-- Opening Marker --
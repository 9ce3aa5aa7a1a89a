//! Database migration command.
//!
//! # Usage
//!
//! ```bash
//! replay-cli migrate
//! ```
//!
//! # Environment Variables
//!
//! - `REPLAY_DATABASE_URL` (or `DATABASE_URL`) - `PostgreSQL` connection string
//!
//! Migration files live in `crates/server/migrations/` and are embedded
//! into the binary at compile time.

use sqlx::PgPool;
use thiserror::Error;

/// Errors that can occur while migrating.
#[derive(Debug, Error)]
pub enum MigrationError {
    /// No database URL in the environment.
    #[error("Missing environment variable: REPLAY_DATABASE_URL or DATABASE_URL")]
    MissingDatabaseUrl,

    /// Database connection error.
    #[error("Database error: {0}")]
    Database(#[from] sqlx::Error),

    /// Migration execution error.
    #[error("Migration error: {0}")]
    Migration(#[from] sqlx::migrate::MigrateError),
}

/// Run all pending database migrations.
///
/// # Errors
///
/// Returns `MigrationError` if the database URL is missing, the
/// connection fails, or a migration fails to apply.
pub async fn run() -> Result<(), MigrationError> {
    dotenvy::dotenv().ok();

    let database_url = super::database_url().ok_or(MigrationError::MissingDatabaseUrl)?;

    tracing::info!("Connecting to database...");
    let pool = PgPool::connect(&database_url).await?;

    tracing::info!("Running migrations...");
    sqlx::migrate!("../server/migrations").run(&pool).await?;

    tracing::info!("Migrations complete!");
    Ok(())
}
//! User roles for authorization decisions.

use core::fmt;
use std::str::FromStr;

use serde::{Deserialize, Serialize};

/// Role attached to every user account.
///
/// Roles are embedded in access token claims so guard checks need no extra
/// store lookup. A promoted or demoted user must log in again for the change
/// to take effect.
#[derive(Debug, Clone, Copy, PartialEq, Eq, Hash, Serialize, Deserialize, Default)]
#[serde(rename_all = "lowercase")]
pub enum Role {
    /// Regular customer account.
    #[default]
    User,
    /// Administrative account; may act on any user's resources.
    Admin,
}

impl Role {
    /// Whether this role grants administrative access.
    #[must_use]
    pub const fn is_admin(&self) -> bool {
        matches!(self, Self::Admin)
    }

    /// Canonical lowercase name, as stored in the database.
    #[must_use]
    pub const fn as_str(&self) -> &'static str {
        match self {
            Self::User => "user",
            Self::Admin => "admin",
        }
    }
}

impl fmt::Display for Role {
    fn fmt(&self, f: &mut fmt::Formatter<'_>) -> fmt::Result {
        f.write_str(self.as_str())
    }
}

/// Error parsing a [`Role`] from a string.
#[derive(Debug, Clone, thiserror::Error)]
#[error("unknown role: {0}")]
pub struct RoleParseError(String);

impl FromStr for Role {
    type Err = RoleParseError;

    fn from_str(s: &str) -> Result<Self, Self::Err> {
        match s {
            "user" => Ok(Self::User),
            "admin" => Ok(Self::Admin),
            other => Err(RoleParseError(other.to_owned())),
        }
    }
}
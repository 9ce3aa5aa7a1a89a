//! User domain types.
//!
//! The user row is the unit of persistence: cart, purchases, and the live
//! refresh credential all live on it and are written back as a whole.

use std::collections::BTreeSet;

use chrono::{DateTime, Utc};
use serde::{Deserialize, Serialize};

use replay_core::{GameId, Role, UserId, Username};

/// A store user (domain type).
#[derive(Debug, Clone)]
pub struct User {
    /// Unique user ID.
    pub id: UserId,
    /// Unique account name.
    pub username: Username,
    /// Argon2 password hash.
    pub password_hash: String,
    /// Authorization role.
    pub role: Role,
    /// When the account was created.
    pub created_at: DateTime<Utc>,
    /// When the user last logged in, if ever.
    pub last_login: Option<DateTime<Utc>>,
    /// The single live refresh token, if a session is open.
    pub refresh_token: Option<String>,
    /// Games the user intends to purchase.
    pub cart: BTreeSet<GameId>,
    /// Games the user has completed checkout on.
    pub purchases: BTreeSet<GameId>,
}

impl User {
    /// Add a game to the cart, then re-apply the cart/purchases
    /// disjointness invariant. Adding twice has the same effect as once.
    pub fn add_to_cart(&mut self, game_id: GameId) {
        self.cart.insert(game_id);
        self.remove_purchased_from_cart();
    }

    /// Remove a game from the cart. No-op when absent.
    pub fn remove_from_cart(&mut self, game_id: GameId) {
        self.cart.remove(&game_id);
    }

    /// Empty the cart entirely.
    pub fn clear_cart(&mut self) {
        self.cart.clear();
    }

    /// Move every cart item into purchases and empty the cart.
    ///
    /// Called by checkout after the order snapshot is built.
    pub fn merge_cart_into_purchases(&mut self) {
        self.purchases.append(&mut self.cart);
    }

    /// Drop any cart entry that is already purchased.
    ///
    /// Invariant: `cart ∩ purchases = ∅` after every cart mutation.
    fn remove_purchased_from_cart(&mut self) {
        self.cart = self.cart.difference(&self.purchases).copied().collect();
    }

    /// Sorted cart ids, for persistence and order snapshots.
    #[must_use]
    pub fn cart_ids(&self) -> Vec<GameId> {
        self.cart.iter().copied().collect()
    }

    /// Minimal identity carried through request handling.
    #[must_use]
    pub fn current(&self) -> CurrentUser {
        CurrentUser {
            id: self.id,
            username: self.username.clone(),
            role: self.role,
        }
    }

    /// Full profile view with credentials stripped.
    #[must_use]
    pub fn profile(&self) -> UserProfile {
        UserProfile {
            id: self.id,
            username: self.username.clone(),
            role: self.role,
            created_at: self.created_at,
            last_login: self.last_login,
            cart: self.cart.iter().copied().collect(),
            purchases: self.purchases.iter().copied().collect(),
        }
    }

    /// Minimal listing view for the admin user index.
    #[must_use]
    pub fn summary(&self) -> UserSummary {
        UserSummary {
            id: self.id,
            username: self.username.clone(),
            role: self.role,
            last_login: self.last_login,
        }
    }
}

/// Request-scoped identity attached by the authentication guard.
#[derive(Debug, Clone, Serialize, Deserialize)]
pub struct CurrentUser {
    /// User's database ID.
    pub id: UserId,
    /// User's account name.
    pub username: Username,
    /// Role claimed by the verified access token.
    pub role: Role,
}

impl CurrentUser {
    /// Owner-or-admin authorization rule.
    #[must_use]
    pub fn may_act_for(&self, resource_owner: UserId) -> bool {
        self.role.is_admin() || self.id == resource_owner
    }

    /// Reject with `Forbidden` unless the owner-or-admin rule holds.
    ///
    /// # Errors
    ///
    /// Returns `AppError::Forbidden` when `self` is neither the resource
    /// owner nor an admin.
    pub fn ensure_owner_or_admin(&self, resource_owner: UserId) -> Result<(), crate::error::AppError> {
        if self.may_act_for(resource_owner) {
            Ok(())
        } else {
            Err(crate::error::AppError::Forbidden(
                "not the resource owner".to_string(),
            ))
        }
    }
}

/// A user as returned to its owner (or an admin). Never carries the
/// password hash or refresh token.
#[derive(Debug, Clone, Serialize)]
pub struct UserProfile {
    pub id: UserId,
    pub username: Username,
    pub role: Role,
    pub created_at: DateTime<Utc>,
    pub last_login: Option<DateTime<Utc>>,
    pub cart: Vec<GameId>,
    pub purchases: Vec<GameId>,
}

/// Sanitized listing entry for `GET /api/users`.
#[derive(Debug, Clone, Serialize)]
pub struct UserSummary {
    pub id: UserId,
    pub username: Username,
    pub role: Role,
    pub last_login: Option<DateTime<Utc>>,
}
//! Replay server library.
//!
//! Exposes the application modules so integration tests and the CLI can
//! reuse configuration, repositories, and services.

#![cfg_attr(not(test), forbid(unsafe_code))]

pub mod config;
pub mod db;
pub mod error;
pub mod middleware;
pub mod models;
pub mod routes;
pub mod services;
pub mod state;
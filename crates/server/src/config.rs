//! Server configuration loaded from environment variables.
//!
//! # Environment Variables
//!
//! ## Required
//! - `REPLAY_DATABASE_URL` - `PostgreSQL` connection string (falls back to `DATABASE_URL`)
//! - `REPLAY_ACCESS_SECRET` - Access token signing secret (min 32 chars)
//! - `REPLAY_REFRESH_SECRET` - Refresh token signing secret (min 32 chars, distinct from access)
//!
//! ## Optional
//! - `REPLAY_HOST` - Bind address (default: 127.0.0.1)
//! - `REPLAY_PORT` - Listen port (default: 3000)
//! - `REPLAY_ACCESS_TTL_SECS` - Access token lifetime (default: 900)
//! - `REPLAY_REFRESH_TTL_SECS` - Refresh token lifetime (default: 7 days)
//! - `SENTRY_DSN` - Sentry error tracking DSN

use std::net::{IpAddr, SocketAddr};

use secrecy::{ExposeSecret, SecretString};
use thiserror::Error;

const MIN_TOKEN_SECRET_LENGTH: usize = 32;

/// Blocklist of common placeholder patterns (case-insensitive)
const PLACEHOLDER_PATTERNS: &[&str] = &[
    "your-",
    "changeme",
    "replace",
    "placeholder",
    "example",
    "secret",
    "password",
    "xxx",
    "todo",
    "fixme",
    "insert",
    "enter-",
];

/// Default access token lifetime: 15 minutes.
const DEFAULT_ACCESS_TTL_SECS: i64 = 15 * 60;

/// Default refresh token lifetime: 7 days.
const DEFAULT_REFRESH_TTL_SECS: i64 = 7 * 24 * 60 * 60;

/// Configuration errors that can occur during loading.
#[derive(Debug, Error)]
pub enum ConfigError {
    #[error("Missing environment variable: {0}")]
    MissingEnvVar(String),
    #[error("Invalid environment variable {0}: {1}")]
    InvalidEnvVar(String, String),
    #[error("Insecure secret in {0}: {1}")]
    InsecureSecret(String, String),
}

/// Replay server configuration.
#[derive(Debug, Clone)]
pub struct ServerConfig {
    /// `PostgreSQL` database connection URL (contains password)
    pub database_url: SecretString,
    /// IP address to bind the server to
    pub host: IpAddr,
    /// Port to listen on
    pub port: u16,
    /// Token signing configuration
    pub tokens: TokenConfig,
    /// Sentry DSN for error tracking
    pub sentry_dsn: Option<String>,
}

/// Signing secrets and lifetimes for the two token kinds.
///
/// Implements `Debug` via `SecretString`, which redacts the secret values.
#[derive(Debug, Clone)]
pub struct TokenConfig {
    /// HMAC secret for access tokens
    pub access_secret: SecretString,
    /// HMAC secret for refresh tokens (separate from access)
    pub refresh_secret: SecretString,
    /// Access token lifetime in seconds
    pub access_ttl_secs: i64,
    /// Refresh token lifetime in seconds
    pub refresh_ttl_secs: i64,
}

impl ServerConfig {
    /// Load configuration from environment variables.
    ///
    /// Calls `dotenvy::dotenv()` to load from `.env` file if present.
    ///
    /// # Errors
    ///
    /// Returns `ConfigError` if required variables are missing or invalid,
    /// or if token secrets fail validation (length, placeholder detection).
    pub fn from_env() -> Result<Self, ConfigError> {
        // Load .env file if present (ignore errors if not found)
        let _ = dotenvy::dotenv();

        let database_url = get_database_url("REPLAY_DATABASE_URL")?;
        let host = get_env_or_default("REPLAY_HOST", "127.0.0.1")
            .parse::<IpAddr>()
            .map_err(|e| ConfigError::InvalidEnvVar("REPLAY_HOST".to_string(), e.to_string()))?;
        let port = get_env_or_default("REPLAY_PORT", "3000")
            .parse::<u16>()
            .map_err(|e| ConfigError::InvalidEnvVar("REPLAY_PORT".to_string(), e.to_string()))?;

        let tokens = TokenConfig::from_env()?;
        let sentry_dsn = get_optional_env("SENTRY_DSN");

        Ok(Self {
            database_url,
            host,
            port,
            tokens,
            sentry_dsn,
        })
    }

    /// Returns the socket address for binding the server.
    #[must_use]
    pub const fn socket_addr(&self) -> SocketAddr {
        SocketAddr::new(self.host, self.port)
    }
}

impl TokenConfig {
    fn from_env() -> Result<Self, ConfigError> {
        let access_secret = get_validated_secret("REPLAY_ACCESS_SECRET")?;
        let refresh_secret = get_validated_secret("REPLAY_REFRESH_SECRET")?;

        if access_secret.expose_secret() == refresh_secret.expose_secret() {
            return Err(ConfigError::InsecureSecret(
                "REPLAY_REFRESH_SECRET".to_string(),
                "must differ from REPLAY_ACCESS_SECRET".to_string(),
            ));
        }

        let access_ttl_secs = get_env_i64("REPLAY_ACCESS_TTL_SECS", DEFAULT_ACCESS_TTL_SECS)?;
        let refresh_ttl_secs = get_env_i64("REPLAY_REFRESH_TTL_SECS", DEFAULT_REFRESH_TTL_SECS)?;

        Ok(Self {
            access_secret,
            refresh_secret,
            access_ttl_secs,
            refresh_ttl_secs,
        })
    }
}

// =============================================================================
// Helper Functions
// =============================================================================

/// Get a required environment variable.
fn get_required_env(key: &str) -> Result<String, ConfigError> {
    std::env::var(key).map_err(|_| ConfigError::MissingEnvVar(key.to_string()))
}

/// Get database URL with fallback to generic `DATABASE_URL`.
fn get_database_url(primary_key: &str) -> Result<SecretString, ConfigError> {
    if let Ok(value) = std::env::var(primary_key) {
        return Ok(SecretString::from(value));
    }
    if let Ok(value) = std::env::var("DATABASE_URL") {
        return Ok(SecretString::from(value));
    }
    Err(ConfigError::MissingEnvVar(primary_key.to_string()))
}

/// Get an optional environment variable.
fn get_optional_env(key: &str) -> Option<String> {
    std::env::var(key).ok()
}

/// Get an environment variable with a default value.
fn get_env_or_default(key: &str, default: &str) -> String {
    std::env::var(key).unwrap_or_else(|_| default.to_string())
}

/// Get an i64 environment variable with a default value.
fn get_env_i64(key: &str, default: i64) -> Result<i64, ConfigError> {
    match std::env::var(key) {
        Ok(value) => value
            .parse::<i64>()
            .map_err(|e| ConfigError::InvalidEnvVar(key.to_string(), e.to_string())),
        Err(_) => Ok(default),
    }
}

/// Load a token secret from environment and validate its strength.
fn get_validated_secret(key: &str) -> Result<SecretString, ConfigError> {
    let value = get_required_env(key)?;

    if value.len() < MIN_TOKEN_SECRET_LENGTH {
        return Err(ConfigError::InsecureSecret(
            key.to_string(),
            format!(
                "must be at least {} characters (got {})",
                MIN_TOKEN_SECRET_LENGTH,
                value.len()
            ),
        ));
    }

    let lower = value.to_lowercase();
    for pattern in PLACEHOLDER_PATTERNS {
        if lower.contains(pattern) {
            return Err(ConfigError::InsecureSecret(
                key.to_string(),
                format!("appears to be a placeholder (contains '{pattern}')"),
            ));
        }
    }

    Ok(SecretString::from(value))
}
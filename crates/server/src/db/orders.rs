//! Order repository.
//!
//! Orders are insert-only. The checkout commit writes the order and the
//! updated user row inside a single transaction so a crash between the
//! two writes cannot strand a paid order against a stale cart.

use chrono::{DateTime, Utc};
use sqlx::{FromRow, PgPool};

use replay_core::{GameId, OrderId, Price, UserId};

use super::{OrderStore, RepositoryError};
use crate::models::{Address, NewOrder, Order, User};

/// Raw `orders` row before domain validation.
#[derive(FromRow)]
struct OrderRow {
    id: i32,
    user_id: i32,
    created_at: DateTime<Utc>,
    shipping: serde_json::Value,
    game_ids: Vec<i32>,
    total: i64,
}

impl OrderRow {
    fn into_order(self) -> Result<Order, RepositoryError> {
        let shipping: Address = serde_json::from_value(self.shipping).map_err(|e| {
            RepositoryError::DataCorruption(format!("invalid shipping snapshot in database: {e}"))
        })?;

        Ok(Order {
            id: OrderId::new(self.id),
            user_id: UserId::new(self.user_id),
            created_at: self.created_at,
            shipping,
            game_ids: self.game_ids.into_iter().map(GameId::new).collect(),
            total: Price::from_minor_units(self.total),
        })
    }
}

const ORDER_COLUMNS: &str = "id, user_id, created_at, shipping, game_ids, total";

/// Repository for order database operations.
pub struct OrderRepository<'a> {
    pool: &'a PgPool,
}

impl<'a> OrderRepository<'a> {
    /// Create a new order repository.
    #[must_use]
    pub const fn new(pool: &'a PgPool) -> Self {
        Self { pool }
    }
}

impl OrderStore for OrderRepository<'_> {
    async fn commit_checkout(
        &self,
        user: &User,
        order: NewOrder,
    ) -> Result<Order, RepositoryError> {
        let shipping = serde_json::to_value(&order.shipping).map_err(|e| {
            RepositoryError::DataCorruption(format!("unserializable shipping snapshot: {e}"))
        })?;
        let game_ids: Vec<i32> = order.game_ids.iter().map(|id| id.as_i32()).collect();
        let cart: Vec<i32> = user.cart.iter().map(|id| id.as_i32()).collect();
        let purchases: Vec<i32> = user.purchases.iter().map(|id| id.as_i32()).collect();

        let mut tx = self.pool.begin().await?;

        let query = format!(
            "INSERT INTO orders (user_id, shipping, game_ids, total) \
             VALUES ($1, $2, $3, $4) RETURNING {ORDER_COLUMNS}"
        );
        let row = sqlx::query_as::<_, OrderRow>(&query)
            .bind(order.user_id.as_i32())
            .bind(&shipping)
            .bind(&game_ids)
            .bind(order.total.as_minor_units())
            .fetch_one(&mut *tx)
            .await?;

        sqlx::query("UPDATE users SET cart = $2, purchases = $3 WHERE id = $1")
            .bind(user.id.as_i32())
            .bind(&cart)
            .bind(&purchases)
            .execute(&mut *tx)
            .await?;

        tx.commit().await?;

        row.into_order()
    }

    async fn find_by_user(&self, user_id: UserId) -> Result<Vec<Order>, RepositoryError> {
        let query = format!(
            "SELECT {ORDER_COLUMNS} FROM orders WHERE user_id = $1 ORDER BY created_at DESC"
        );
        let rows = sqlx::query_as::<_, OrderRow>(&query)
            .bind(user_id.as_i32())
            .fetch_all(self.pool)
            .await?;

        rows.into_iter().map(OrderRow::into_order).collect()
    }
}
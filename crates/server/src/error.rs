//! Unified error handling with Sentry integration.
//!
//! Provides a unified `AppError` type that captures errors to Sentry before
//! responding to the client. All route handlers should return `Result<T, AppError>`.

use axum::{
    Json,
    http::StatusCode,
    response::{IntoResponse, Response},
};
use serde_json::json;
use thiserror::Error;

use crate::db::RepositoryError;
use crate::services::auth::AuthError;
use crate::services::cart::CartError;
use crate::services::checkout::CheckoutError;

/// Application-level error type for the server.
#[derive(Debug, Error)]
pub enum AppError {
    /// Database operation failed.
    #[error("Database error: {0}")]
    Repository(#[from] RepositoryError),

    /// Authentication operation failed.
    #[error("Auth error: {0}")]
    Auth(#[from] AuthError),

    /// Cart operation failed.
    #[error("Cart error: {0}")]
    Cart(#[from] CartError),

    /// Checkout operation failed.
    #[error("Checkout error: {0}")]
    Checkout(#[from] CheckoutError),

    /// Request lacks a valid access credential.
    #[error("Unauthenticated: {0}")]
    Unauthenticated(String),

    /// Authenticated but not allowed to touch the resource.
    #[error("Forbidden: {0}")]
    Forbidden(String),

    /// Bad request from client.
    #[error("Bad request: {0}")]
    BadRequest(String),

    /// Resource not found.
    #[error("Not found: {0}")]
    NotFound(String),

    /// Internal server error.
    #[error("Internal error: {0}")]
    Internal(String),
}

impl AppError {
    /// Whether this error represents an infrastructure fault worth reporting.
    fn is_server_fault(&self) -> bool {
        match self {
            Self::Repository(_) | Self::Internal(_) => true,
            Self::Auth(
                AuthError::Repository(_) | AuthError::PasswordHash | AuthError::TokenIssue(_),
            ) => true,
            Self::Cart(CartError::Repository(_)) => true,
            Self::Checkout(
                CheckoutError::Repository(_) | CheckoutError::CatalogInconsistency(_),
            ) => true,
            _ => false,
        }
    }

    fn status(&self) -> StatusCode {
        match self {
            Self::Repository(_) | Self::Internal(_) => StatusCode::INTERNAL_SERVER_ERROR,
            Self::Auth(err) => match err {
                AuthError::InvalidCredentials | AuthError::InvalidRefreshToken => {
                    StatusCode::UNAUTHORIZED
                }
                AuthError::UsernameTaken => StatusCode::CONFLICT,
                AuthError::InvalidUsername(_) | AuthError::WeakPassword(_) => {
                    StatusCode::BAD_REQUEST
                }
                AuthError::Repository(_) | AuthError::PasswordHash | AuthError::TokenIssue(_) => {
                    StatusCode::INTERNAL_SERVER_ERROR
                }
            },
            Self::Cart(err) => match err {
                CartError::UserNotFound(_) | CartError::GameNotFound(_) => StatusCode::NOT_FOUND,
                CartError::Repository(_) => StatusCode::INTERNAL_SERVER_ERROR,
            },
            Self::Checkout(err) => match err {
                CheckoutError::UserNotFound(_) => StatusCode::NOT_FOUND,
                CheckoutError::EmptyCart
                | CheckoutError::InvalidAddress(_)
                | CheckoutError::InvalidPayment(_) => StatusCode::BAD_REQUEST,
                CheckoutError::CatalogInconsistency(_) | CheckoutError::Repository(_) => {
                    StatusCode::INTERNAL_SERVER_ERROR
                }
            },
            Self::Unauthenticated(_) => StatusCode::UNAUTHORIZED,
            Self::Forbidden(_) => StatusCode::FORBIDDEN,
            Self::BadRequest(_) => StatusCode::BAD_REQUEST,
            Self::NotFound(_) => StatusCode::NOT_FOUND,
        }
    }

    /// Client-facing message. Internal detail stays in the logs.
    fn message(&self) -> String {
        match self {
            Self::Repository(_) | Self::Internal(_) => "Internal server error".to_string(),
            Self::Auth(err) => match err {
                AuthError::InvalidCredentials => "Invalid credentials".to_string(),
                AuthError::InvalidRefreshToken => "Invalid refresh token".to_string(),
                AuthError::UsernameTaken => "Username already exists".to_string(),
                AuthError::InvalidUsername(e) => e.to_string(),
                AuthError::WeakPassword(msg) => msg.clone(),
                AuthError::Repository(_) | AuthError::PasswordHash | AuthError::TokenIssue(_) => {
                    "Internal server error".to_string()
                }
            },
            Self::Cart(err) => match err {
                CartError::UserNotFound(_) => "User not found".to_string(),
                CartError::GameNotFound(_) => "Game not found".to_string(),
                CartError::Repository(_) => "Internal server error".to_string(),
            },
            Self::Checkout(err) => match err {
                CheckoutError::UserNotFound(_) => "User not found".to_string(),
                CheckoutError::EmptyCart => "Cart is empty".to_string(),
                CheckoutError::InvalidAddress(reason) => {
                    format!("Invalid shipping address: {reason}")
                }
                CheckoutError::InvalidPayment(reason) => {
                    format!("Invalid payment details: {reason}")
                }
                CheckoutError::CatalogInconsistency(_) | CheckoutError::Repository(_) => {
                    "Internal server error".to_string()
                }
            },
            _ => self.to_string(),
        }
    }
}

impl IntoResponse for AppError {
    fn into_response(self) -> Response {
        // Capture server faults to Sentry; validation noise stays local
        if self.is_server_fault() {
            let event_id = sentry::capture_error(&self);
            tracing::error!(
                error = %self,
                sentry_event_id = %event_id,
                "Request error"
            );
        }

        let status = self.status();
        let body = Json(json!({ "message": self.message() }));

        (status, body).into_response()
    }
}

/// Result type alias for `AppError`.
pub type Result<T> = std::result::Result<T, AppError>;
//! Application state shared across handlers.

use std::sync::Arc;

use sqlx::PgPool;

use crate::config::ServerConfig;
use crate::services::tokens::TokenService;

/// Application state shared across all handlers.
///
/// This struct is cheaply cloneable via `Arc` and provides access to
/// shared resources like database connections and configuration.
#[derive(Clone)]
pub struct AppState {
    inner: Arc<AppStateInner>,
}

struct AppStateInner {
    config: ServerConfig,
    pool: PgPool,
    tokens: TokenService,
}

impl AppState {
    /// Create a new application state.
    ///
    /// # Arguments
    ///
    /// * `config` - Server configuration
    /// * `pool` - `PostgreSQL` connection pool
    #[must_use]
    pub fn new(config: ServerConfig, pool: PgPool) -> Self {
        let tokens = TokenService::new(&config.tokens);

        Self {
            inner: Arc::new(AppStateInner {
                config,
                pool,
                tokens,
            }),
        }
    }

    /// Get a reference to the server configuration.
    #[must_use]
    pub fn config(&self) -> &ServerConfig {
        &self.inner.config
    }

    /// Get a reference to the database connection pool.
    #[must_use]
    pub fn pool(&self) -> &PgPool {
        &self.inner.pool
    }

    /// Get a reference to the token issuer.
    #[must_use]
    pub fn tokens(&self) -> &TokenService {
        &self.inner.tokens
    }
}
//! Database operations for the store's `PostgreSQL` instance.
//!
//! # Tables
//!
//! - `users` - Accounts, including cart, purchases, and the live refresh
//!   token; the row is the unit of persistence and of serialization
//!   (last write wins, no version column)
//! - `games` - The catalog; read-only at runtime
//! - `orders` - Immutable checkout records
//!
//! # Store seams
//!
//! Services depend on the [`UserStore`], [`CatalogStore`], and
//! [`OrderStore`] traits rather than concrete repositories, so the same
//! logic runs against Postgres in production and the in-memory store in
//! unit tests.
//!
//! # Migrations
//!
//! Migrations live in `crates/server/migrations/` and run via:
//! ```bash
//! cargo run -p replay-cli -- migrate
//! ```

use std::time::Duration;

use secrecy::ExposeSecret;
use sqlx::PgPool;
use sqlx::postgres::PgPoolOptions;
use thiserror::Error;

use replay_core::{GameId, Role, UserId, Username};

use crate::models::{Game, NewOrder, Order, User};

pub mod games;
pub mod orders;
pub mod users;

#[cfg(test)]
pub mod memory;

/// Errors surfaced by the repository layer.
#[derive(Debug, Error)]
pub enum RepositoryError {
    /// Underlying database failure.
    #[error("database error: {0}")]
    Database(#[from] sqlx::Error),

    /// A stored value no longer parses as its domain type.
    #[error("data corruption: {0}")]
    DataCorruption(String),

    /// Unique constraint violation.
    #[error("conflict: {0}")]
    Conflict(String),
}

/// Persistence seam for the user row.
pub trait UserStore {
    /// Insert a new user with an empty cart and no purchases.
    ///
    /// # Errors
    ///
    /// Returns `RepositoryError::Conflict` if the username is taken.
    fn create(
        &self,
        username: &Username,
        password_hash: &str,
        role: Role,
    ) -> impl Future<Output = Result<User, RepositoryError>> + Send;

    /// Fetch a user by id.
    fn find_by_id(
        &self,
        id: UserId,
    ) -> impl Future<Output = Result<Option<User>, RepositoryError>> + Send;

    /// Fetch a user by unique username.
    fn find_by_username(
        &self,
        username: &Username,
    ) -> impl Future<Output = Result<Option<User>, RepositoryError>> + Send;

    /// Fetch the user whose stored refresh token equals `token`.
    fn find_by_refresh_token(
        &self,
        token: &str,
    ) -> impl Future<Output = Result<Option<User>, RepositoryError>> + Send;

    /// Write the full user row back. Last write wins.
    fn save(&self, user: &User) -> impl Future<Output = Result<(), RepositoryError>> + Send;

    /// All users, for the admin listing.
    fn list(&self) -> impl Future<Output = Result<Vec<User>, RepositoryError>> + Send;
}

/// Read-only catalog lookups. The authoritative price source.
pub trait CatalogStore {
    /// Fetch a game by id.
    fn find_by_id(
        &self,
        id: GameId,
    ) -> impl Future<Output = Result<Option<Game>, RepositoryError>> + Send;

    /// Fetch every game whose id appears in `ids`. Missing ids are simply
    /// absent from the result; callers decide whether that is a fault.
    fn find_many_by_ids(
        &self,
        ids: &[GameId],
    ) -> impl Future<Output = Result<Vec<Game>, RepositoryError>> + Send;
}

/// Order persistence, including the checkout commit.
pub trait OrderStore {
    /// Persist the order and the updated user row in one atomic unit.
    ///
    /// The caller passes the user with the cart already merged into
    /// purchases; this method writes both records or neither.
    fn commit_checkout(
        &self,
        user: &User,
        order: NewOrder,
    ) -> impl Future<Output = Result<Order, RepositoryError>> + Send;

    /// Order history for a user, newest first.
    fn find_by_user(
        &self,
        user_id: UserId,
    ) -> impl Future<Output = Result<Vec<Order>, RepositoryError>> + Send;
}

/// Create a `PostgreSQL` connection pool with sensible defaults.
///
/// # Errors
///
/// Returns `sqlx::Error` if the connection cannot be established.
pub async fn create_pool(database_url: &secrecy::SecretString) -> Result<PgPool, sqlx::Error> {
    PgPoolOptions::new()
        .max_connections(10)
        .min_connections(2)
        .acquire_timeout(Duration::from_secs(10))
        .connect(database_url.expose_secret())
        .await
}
-- Closing Marker --
• WHAT THE EXERCISE ASKS:
Everything above from the line containing "Unique constraint violation." down to the line containing "pub trait OrderStore" should be copied exactly, both end lines included, and nothing else.

• SOLUTION TO THE PROBLEM:
    /// Unique constraint violation.
    #[error("conflict: {0}")]
    Conflict(String),
}

/// Persistence seam for the user row.
pub trait UserStore {
    /// Insert a new user with an empty cart and no purchases.
    ///
    /// # Errors
    ///
    /// Returns `RepositoryError::Conflict` if the username is taken.
    fn create(
        &self,
        username: &Username,
        password_hash: &str,
        role: Role,
    ) -> impl Future<Output = Result<User, RepositoryError>> + Send;

    /// Fetch a user by id.
    fn find_by_id(
        &self,
        id: UserId,
    ) -> impl Future<Output = Result<Option<User>, RepositoryError>> + Send;

    /// Fetch a user by unique username.
    fn find_by_username(
        &self,
        username: &Username,
    ) -> impl Future<Output = Result<Option<User>, RepositoryError>> + Send;

    /// Fetch the user whose stored refresh token equals `token`.
    fn find_by_refresh_token(
        &self,
        token: &str,
    ) -> impl Future<Output = Result<Option<User>, RepositoryError>> + Send;

    /// Write the full user row back. Last write wins.
    fn save(&self, user: &User) -> impl Future<Output = Result<(), RepositoryError>> + Send;

    /// All users, for the admin listing.
    fn list(&self) -> impl Future<Output = Result<Vec<User>, RepositoryError>> + Send;
}

/// Read-only catalog lookups. The authoritative price source.
pub trait CatalogStore {
    /// Fetch a game by id.
    fn find_by_id(
        &self,
        id: GameId,
    ) -> impl Future<Output = Result<Option<Game>, RepositoryError>> + Send;

    /// Fetch every game whose id appears in `ids`. Missing ids are simply
    /// absent from the result; callers decide whether that is a fault.
    fn find_many_by_ids(
        &self,
        ids: &[GameId],
    ) -> impl Future<Output = Result<Vec<Game>, RepositoryError>> + Send;
}

/// Order persistence, including the checkout commit.
pub trait OrderStore {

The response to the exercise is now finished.